Village in East Azerbaijan province, Iran

Kandovan (كندوان) (Note: Also romanized as Kandavān and Kandovān; also known as Kanvān) is a village in Sahand Rural District of the Central District in Osku County, East Azerbaijan province, Iran. It is situated in the foothills of Mount Sahand, near the city of Osku.

The village exemplifies manmade cliff dwellings which are still inhabited. The troglodyte homes, excavated inside volcanic rocks similar to dwellings in the Turkish region of Cappadocia, are locally called karaan. Karaans were cut into non-welded ignimbrites, also called "ash-flow tuffs," of Mount Sahand. The cone form of the houses is the result of the erosion of ignimbrite layers consisting of porous, round and angular pumice together with other volcanic particles that were positioned in a grey, acidic matrix. During the eruption of Sahand, pyroclastic flows formed the rocks of Kandovan. Around the village the thickness of this formation exceeds 100 m and with time, due to water erosion, the cone-shaped cliffs were formed. Various grooves that were actually natural water passages have separated the cone-cliffs from each other and form the current streets of the village. Over some of these streets, bridges have been built that connect two karaans to each other. The karaans are developed in east–west direction and are mostly concentrated on the eastern side, whilst most entries and living units have a southward direction. Some karaans are as high as 30 to 40 m.

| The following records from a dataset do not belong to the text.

// Round-trip and output-format tests for the ISO 11783-10 and WKT codecs.

use std::io::Read;

use farmdb::io::{wkt, xml, zip};
use farmdb::{FarmDb, Meters};

const SAMPLE: &str = r#"<?xml version="1.0" encoding="utf-8"?>
<ISO11783_TaskData VersionMajor="4" VersionMinor="2" ManagementSoftwareManufacturer="Acme" ManagementSoftwareVersion="1.2" DataTransferOrigin="1" ProprietaryRoot="yes">
  <CTR A="CTR1" B="Jones Farms" Phone="555-0100"/>
  <FRM A="FRM1" B="Home Farm" I="CTR1"/>
  <PFD A="PFD1" C="North 40" D="162000" E="CTR1" F="FRM1">
    <PLN A="1">
      <LSG A="1">
        <PNT A="10" C="45.0000" D="0.0000"/>
        <PNT A="10" C="45.0000" D="0.0013"/>
        <PNT A="10" C="45.0009" D="0.0013"/>
        <PNT A="10" C="45.0009" D="0.0000"/>
        <PNT A="10" C="45.0000" D="0.0000"/>
      </LSG>
    </PLN>
    <XYZ A="mystery"/>
  </PFD>
  <VPN A="VPN1" B="0" C="0.001" D="2" E="l"/>
</ISO11783_TaskData>
"#;

#[test]
fn sample_document_parses_into_the_model() {
    let db = xml::read_str(SAMPLE).unwrap();
    assert_eq!(db.version_major, 4);
    assert_eq!(db.version_minor, 2);
    assert_eq!(db.data_transfer_origin, 1);
    assert_eq!(db.sw_vendor, "Acme");
    assert_eq!(db.sw_version, "1.2");
    assert_eq!(db.other_attrs, vec![("ProprietaryRoot".to_string(), "yes".to_string())]);

    assert_eq!(db.customers.len(), 1);
    assert_eq!(db.customers[0].name, "Jones Farms");
    assert_eq!(
        db.customers[0].other_attrs,
        vec![("Phone".to_string(), "555-0100".to_string())]
    );

    assert_eq!(db.farms.len(), 1);
    assert_eq!(db.farms[0].customer, Some(0));

    assert_eq!(db.fields.len(), 1);
    let field = &db.fields[0];
    assert_eq!(field.name, "North 40");
    assert_eq!(field.area, 162_000);
    assert_eq!(field.customer, Some(0));
    assert_eq!(field.farm, Some(0));
    assert_eq!(field.parts.len(), 1);
    assert_eq!(field.parts[0].outer.len(), 5);
    assert!(field.parts[0].inners.is_empty());

    assert_eq!(db.values.len(), 1);
    assert_eq!(db.values[0].scale, 0.001);
}

#[test]
fn document_round_trips_through_write_and_reparse() {
    let db = xml::read_str(SAMPLE).unwrap();
    let out = xml::write_document(&db).unwrap();
    let text = String::from_utf8(out).unwrap();
    let again = xml::read_str(&text).unwrap();

    assert_eq!(again.version_major, db.version_major);
    assert_eq!(again.version_minor, db.version_minor);
    assert_eq!(again.data_transfer_origin, db.data_transfer_origin);
    assert_eq!(again.sw_vendor, db.sw_vendor);
    assert_eq!(again.other_attrs, db.other_attrs);
    assert_eq!(again.customers, db.customers);
    assert_eq!(again.farms, db.farms);
    assert_eq!(again.values, db.values);
    assert_eq!(again.fields.len(), db.fields.len());
    assert_eq!(again.fields[0].parts, db.fields[0].parts);
    assert_eq!(again.fields[0].name, db.fields[0].name);
}

#[test]
fn bad_documents_are_rejected() {
    // Missing version.
    assert!(xml::read_str(r#"<ISO11783_TaskData VersionMinor="0"/>"#).is_err());
    // Wrong root.
    assert!(xml::read_str(r#"<TaskData VersionMajor="3" VersionMinor="0"/>"#).is_err());
    // Bad customer id.
    assert!(xml::read_str(
        r#"<ISO11783_TaskData VersionMajor="3" VersionMinor="0"><CTR A="CUST1" B="x"/></ISO11783_TaskData>"#
    )
    .is_err());
    // Duplicate customer id.
    assert!(xml::read_str(
        r#"<ISO11783_TaskData VersionMajor="3" VersionMinor="0"><CTR A="CTR1" B="x"/><CTR A="CTR1" B="y"/></ISO11783_TaskData>"#
    )
    .is_err());
    // Dangling farm reference.
    assert!(xml::read_str(
        r#"<ISO11783_TaskData VersionMajor="3" VersionMinor="0"><FRM A="FRM1" B="x" I="CTR9"/></ISO11783_TaskData>"#
    )
    .is_err());
    // Ring with too few points.
    assert!(xml::read_str(
        r#"<ISO11783_TaskData VersionMajor="3" VersionMinor="0">
            <PFD A="PFD1" C="f" D="0"><PLN A="1"><LSG A="1">
              <PNT A="10" C="45.0" D="0.0"/>
              <PNT A="10" C="45.1" D="0.1"/>
              <PNT A="10" C="45.0" D="0.0"/>
            </LSG></PLN></PFD></ISO11783_TaskData>"#
    )
    .is_err());
    // Latitude out of range.
    assert!(xml::read_str(
        r#"<ISO11783_TaskData VersionMajor="3" VersionMinor="0">
            <PFD A="PFD1" C="f" D="0"><PLN A="1"><LSG A="1">
              <PNT A="10" C="95.0" D="0.0"/>
              <PNT A="10" C="45.1" D="0.1"/>
              <PNT A="10" C="45.1" D="0.0"/>
              <PNT A="10" C="95.0" D="0.0"/>
            </LSG></PLN></PFD></ISO11783_TaskData>"#
    )
    .is_err());
}

#[test]
fn inset_swaths_round_trip_through_the_guidance_elements() {
    let mut db = xml::read_str(SAMPLE).unwrap();
    db.inset("Inset", Meters::from_feet(12.5)).unwrap();
    assert_eq!(db.fields[0].swaths.len(), 1);
    let paths = db.fields[0].swaths[0].paths.clone();
    assert!(!paths.is_empty());

    let out = xml::write_document(&db).unwrap();
    let text = String::from_utf8(out).unwrap();
    assert!(text.contains("<GGP A=\"GGP1\" B=\"Inset\">"));
    assert!(text.contains("GPN"));

    let again = xml::read_str(&text).unwrap();
    assert_eq!(again.fields[0].swaths.len(), 1);
    assert_eq!(again.fields[0].swaths[0].name, "Inset");
    let round = &again.fields[0].swaths[0].paths;
    assert_eq!(round.len(), paths.len());
    for (a, b) in round.iter().zip(&paths) {
        assert_eq!(a.len(), b.len());
        for (p, q) in a.iter().zip(b) {
            assert!((p.lat.get() - q.lat.get()).abs() < 1e-9);
            assert!((p.lon.get() - q.lon.get()).abs() < 1e-9);
        }
    }
}

#[test]
fn wkt_output_lists_boundaries_then_swaths() {
    let tmp = tempfile::tempdir().unwrap();
    let path = tmp.path().join("out.wkt");

    let mut db = xml::read_str(SAMPLE).unwrap();
    db.inset("Inset", Meters::from_feet(12.5)).unwrap();
    wkt::write_file(&db, &path).unwrap();

    let text = std::fs::read_to_string(&path).unwrap();
    let lines: Vec<&str> = text.lines().collect();
    assert_eq!(lines.len(), 1 + db.fields[0].swaths.len());

    let boundary: Vec<&str> = lines[0].splitn(3, '\t').collect();
    assert_eq!(boundary[0], "North 40");
    assert_eq!(boundary[1], "Boundary");
    assert!(boundary[2].starts_with("POLYGON"));

    let swath: Vec<&str> = lines[1].splitn(3, '\t').collect();
    assert_eq!(swath[0], "North 40");
    assert_eq!(swath[1], "Inset");
    assert!(swath[2].starts_with("MULTILINESTRING"));
}

#[test]
fn zip_archive_round_trips_the_document() {
    let tmp = tempfile::tempdir().unwrap();
    let path = tmp.path().join("TASKDATA.zip");

    let db = xml::read_str(SAMPLE).unwrap();
    let document = xml::write_document(&db).unwrap();
    zip::write_archive(&path, &document).unwrap();

    // The archive holds exactly TASKDATA/TASKDATA.XML.
    let file = std::fs::File::open(&path).unwrap();
    let mut archive = ::zip::ZipArchive::new(file).unwrap();
    assert_eq!(archive.len(), 1);
    let mut entry = archive.by_name("TASKDATA/TASKDATA.XML").unwrap();
    let mut text = String::new();
    entry.read_to_string(&mut text).unwrap();
    drop(entry);
    assert_eq!(text.as_bytes(), &document[..]);

    let again = FarmDb::read(&path).unwrap();
    assert_eq!(again.customers, db.customers);
    assert_eq!(again.fields[0].parts, db.fields[0].parts);
}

==Origin and stages of development==
Mount Sahand is one of the most important mountains, the Silent volcano in Iran for one hundred and forty thousand years ago. After the retreat of Kandovan Lake basin, the stone of Kandovan has appeared.

There are several narrations about the establishment of the village:

- The original inhabitants were nomads who had previously been Condon this place was used as a summer house and houses dug inside the cliffs, which they used temporarily. In order to reduce the hassle of moving, they later permanently settled there.
- Primary residents of Kandovan village, residents of the ruined and ancient village, was "Hilevar". Those times Mongol attack from this village, which is about two kilometers from Kandovan, they had moved and lived in Kandovan.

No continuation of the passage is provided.